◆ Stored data
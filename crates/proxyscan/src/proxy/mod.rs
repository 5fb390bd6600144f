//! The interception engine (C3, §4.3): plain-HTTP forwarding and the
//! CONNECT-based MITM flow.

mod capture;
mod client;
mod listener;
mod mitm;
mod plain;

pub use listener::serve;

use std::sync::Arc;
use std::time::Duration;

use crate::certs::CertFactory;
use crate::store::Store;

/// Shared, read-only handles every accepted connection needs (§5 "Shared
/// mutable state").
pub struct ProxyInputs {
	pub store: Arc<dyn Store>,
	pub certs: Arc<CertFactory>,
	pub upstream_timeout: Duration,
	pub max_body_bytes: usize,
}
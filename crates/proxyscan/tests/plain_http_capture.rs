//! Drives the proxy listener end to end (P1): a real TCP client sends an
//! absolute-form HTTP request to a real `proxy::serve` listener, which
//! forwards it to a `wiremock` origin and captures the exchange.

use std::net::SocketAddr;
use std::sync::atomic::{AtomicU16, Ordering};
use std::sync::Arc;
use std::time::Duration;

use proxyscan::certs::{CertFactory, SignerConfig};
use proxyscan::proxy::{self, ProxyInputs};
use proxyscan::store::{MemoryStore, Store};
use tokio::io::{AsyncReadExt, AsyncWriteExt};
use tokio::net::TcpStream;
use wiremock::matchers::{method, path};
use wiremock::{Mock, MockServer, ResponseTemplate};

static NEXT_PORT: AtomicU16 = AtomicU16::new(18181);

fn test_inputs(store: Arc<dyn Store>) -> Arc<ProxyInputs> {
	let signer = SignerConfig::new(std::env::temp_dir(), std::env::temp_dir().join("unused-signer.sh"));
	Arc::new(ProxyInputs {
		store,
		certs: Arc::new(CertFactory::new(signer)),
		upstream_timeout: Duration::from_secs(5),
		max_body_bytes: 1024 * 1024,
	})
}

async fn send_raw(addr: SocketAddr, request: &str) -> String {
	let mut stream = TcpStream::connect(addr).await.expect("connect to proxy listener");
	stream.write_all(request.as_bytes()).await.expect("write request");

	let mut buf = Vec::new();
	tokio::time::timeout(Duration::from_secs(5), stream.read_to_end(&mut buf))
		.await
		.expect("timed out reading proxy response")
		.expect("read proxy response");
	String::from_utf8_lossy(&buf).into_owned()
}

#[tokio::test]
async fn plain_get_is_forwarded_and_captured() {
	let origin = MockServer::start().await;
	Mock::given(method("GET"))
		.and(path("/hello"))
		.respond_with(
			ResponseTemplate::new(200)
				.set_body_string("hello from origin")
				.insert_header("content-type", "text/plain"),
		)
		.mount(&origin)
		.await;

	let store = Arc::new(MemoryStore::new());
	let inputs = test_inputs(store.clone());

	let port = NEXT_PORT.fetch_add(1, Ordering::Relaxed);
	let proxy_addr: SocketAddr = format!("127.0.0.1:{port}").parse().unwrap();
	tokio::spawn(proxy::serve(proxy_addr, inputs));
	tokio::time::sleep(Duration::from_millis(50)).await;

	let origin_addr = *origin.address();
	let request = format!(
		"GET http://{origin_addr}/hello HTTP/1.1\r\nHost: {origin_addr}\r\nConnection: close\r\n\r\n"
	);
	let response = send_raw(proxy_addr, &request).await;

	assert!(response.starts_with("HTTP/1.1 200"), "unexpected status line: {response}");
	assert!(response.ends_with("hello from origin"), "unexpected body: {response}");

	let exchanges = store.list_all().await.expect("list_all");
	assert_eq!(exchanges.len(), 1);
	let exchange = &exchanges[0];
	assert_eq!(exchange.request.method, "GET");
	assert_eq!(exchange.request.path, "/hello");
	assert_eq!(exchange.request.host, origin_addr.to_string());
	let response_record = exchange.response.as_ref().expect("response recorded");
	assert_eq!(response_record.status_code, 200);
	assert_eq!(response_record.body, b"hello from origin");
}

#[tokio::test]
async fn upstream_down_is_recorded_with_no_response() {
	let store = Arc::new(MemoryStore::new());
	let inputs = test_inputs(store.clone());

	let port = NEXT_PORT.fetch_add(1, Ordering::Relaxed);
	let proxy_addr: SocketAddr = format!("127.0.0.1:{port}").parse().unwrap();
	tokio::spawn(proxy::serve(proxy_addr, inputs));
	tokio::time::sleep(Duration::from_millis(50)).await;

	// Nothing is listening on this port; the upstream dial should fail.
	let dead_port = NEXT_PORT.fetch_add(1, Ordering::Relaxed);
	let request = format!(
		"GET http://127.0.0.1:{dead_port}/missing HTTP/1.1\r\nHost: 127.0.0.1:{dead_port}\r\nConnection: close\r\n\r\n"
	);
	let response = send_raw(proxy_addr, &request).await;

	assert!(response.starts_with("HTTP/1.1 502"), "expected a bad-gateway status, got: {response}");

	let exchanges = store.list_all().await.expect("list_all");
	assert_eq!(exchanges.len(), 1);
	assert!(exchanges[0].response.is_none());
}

◆ ACTIVITY
Pull out all lines of the data with the string "SocketAddr".

◆ ANSWER TO THIS EXERCISE
use std::net::SocketAddr;
async fn send_raw(addr: SocketAddr, request: &str) -> String {
	let proxy_addr: SocketAddr = format!("127.0.0.1:{port}").parse().unwrap();
	let proxy_addr: SocketAddr = format!("127.0.0.1:{port}").parse().unwrap();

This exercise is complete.